Gen Cap America has sold Hobby Lobby International Inc. to Family Time Hobbies LLC, a holding company controlled by Nashville-based entrepreneur Mark Cleveland. No financial terms were disclosed. Hobby Lobby is a Brentwood, Tenn.-based distributor and retailer of model airplanes, helicopters, boats and accessories.

Vina Capital has sold its equity stake Masan Group, a Vietnamese food and beverage company, on Vietnam’s over-the-counter market. The sale generated over $20 million.

Firms & Funds

The Gores Group is raising its third fund with a $1.5 billion target, according to LBO Wire. The Los Angeles-based buyout firm raised $1.3 billion for its second fund in 2007.

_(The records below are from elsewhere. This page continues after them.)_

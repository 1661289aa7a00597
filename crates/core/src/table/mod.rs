//! Table rendering.
//!
//! Converts a recognized table (sparse cells with column spans and header
//! flags) into a Markdown pipe table:
//! 1. Place cells into a dense grid, replicating spanned content
//! 2. Fold header rows into one header per column
//! 3. Merge adjacent columns sharing a non-empty header
//! 4. Format the result as a pipe table

mod grid;
mod markdown;

pub use grid::{CellGrid, TableView};
pub use markdown::render;

use crate::error::Result;
use crate::model::Table;

/// Builds the merged header/data view of a table.
///
/// `table_index` only labels errors.
pub fn table_view(table: &Table, table_index: usize) -> Result<TableView> {
    Ok(grid::build_grid(table, table_index)?.into_view())
}

/// Renders a table as Markdown.
///
/// Fails with [`crate::LayoutError::GridShape`] when a cell lies outside
/// the declared `row_count x column_count` grid.
pub fn table_markdown(table: &Table, table_index: usize) -> Result<String> {
    Ok(render(&table_view(table, table_index)?))
}
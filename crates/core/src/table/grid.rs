//! Cell grid construction for recognized tables.
//!
//! A table arrives as a sparse list of cells. This module places them into
//! a dense `row_count x column_count` grid, classifies header rows, folds
//! multi-row headers into one header per column and merges adjacent
//! columns that share a header.

use itertools::Itertools;

use crate::error::{LayoutError, Result};
use crate::model::Table;

/// Dense grid of cell text with header-row flags.
#[derive(Clone, Debug, PartialEq)]
pub struct CellGrid {
    pub rows: Vec<Vec<String>>,
    pub header_rows: Vec<bool>,
    /// Declared column count, kept for tables without rows.
    pub n_cols: usize,
}

/// A table reduced to one header line per column and its data rows.
#[derive(Clone, Debug, Default, PartialEq)]
pub struct TableView {
    pub headers: Vec<String>,
    pub rows: Vec<Vec<String>>,
}

/// Places every cell into the grid.
///
/// A cell spanning several columns writes its content into each covered
/// slot, for header and data cells alike. Embedded newlines are removed.
/// A cell outside the declared bounds is a [`LayoutError::GridShape`].
pub(crate) fn build_grid(table: &Table, table_index: usize) -> Result<CellGrid> {
    let (n_rows, n_cols) = (table.row_count, table.column_count);
    let mut rows = vec![vec![String::new(); n_cols]; n_rows];
    let mut header_rows = vec![false; n_rows];

    for cell in &table.cells {
        let span = cell.span();
        let end = cell.column_index.saturating_add(span);
        if cell.row_index >= n_rows || end > n_cols {
            return Err(LayoutError::GridShape {
                table: table_index,
                row: cell.row_index,
                column: cell.column_index,
                span,
                rows: n_rows,
                columns: n_cols,
            });
        }

        let content = cell.content.replace('\n', "");
        for slot in &mut rows[cell.row_index][cell.column_index..end] {
            slot.clone_from(&content);
        }
        if cell.is_column_header() {
            header_rows[cell.row_index] = true;
        }
    }

    Ok(CellGrid {
        rows,
        header_rows,
        n_cols,
    })
}

impl CellGrid {
    pub fn column_count(&self) -> usize {
        self.n_cols
    }

    fn header_iter(&self) -> impl Iterator<Item = &Vec<String>> {
        self.rows
            .iter()
            .zip(&self.header_rows)
            .filter_map(|(row, &is_header)| is_header.then_some(row))
    }

    fn data_iter(&self) -> impl Iterator<Item = &Vec<String>> {
        self.rows
            .iter()
            .zip(&self.header_rows)
            .filter_map(|(row, &is_header)| (!is_header).then_some(row))
    }

    /// One header per column: the non-empty header-row texts of that column
    /// joined top to bottom with newlines. Without header rows the headers
    /// are `Column 1` .. `Column N`.
    pub fn column_headers(&self) -> Vec<String> {
        let n_cols = self.column_count();
        if !self.header_rows.iter().any(|&h| h) {
            return (1..=n_cols).map(|i| format!("Column {i}")).collect();
        }

        (0..n_cols)
            .map(|col| {
                self.header_iter()
                    .map(|row| row[col].trim())
                    .filter(|text| !text.is_empty())
                    .join("\n")
            })
            .collect()
    }

    /// Collapses runs of adjacent columns whose header is identical and
    /// non-empty. Data in a merged run is space-joined after trimming; rows
    /// left entirely empty are dropped.
    pub fn into_view(self) -> TableView {
        let headers = self.column_headers();
        let groups = merge_groups(&headers);

        let merged_headers = groups.iter().map(|g| headers[g.start].clone()).collect();
        let merged_rows = self
            .data_iter()
            .map(|row| {
                groups
                    .iter()
                    .map(|g| {
                        row[g.clone()]
                            .iter()
                            .map(|v| v.trim())
                            .filter(|v| !v.is_empty())
                            .join(" ")
                    })
                    .collect::<Vec<_>>()
            })
            .filter(|row| row.iter().any(|v| !v.is_empty()))
            .collect();

        TableView {
            headers: merged_headers,
            rows: merged_rows,
        }
    }
}

/// Column ranges to merge, left to right.
fn merge_groups(headers: &[String]) -> Vec<std::ops::Range<usize>> {
    let mut groups = Vec::new();
    let mut start = 0;
    while start < headers.len() {
        let header = &headers[start];
        let mut end = start + 1;
        if !header.is_empty() {
            while end < headers.len() && headers[end] == *header {
                end += 1;
            }
        }
        groups.push(start..end);
        start = end;
    }
    groups
}

#[cfg(test)]
mod tests {
    use super::*;
    use crate::model::TableCell;

    fn cell(row: usize, col: usize, content: &str) -> TableCell {
        TableCell {
            row_index: row,
            column_index: col,
            content: content.to_string(),
            ..Default::default()
        }
    }

    fn header(row: usize, col: usize, content: &str, span: Option<usize>) -> TableCell {
        TableCell {
            kind: Some("columnHeader".to_string()),
            column_span: span,
            ..cell(row, col, content)
        }
    }

    fn table(rows: usize, cols: usize, cells: Vec<TableCell>) -> Table {
        Table {
            row_count: rows,
            column_count: cols,
            cells,
            ..Default::default()
        }
    }

    #[test]
    fn spans_fill_every_covered_slot() {
        let t = table(
            2,
            3,
            vec![
                header(0, 0, "Name", Some(2)),
                header(0, 2, "Age", None),
                TableCell {
                    column_span: Some(3),
                    ..cell(1, 0, "x")
                },
            ],
        );
        let grid = build_grid(&t, 0).unwrap();
        assert_eq!(grid.rows[0], vec!["Name", "Name", "Age"]);
        assert_eq!(grid.rows[1], vec!["x", "x", "x"]);
        assert_eq!(grid.header_rows, vec![true, false]);
    }

    #[test]
    fn embedded_newlines_are_removed() {
        let t = table(1, 1, vec![cell(0, 0, "a\nb")]);
        assert_eq!(build_grid(&t, 0).unwrap().rows[0][0], "ab");
    }

    #[test]
    fn out_of_bounds_cells_are_rejected() {
        for bad in [
            cell(2, 0, "row"),
            cell(0, 3, "col"),
            TableCell {
                column_span: Some(2),
                ..cell(0, 2, "span")
            },
        ] {
            let err = build_grid(&table(2, 3, vec![bad]), 5).unwrap_err();
            assert!(matches!(err, LayoutError::GridShape { table: 5, .. }));
        }
    }

    #[test]
    fn multi_row_headers_fold_vertically() {
        let t = table(
            3,
            2,
            vec![
                header(0, 0, "Q1", Some(2)),
                header(1, 0, "Jan", None),
                header(1, 1, "", None),
                cell(2, 0, "1"),
                cell(2, 1, "2"),
            ],
        );
        let grid = build_grid(&t, 0).unwrap();
        assert_eq!(grid.column_headers(), vec!["Q1\nJan", "Q1"]);
    }

    #[test]
    fn default_headers_without_header_rows() {
        let t = table(1, 2, vec![cell(0, 0, "a"), cell(0, 1, "b")]);
        let view = build_grid(&t, 0).unwrap().into_view();
        assert_eq!(view.headers, vec!["Column 1", "Column 2"]);
        assert_eq!(view.rows, vec![vec!["a", "b"]]);
    }

    #[test]
    fn rowless_table_keeps_declared_columns() {
        let view = build_grid(&table(0, 3, vec![]), 0).unwrap().into_view();
        assert_eq!(view.headers, vec!["Column 1", "Column 2", "Column 3"]);
        assert!(view.rows.is_empty());
    }

    #[test]
    fn empty_headers_never_merge() {
        let headers: Vec<String> = ["", "", "A", "A", "B"].map(String::from).to_vec();
        let groups = merge_groups(&headers);
        assert_eq!(groups, vec![0..1, 1..2, 2..4, 4..5]);
    }

    #[test]
    fn empty_rows_are_dropped_after_merge() {
        let t = table(
            3,
            2,
            vec![
                header(0, 0, "A", None),
                header(0, 1, "B", None),
                cell(1, 0, "  "),
                cell(2, 1, "z"),
            ],
        );
        let view = build_grid(&t, 0).unwrap().into_view();
        assert_eq!(view.rows, vec![vec!["", "z"]]);
    }
}
//! Pipe-table formatting.
//!
//! Columns are padded to their widest line. A column whose non-empty data
//! values all parse as numbers is right-aligned, everything else is
//! left-aligned. Header text containing newlines occupies several physical
//! header lines.

use super::grid::TableView;

/// Extra width reserved next to each header.
const MIN_PADDING: usize = 2;

#[derive(Clone, Copy, Debug, PartialEq, Eq)]
enum Align {
    Left,
    Right,
}

fn is_number(s: &str) -> bool {
    s.parse::<f64>().is_ok_and(f64::is_finite)
}

fn column_align(rows: &[Vec<String>], col: usize) -> Align {
    let mut values = rows
        .iter()
        .map(|r| r[col].as_str())
        .filter(|v| !v.is_empty())
        .peekable();
    if values.peek().is_some() && values.all(is_number) {
        Align::Right
    } else {
        Align::Left
    }
}

fn escape(s: &str) -> String {
    s.replace('|', "\\|")
}

fn width(s: &str) -> usize {
    s.chars().count()
}

fn pad(s: &str, w: usize, align: Align) -> String {
    match align {
        Align::Left => format!("{s:<w$}"),
        Align::Right => format!("{s:>w$}"),
    }
}

fn format_line(cells: &[String], widths: &[usize], aligns: &[Align]) -> String {
    let mut line = String::from("|");
    for ((cell, &w), &align) in cells.iter().zip(widths).zip(aligns) {
        line.push(' ');
        line.push_str(&pad(cell, w, align));
        line.push_str(" |");
    }
    line
}

fn separator(widths: &[usize], aligns: &[Align]) -> String {
    let mut line = String::from("|");
    for (&w, &align) in widths.iter().zip(aligns) {
        let dashes = "-".repeat(w + 1);
        match align {
            Align::Left => {
                line.push(':');
                line.push_str(&dashes);
            }
            Align::Right => {
                line.push_str(&dashes);
                line.push(':');
            }
        }
        line.push('|');
    }
    line
}

/// Renders a table view as a Markdown pipe table.
///
/// A view without columns renders as the empty string.
pub fn render(view: &TableView) -> String {
    let n_cols = view.headers.len();
    if n_cols == 0 {
        return String::new();
    }

    let header_lines: Vec<Vec<String>> = view
        .headers
        .iter()
        .map(|h| h.split('\n').map(escape).collect())
        .collect();
    let rows: Vec<Vec<String>> = view
        .rows
        .iter()
        .map(|r| r.iter().map(|v| escape(v)).collect())
        .collect();

    let aligns: Vec<Align> = (0..n_cols).map(|c| column_align(&rows, c)).collect();
    let widths: Vec<usize> = (0..n_cols)
        .map(|c| {
            let header_w = header_lines[c].iter().map(|l| width(l)).max().unwrap_or(0);
            rows.iter()
                .map(|r| width(&r[c]))
                .fold(header_w + MIN_PADDING, usize::max)
        })
        .collect();

    let height = header_lines.iter().map(Vec::len).max().unwrap_or(1);
    let mut out: Vec<String> = (0..height)
        .map(|i| {
            let cells: Vec<String> = header_lines
                .iter()
                .map(|lines| lines.get(i).cloned().unwrap_or_default())
                .collect();
            format_line(&cells, &widths, &aligns)
        })
        .collect();
    out.push(separator(&widths, &aligns));
    out.extend(rows.iter().map(|r| format_line(r, &widths, &aligns)));

    out.join("\n")
}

KKR is targeting around $1 billion for its debut mezzanine fund, according to LBO Wire.

Pharma Capital Partners is raising $100 million for its debut fund, according to VentureWire. The firm was formed by former members of Merck Capital Ventures, and will focus on technologies that can improve pharmaceutical company operations.

VenGrowth Asset Management has agreed to sell its mutual fund business, Criterion Investments, to First Asset Capital Corp. No financial terms were disclosed. In a statement, Vengrowth said the move would allow it to “dedicate itself fully to its private equity business.”

Xie Ping, deputy manager of sovereign wealth fund China Investment Corp., wrote in an article that CIC “should and could do its best to increase its transparency under the precondition of not touching on commercial secrets.”

Human Resources

Irving Weissman has joined the technical advisory group of OVP Venture Partners. He is a Stanford University professor who has formed three stem-cell companies: SyStemix Inc., StemCells Inc. and Cellerant Inc.

Lisa Kro, managing director and CFO of Goldner Hawn Private Equity, has taken a board seat with Famous Dave’s of America Inc. (Nasdaq: DAVE).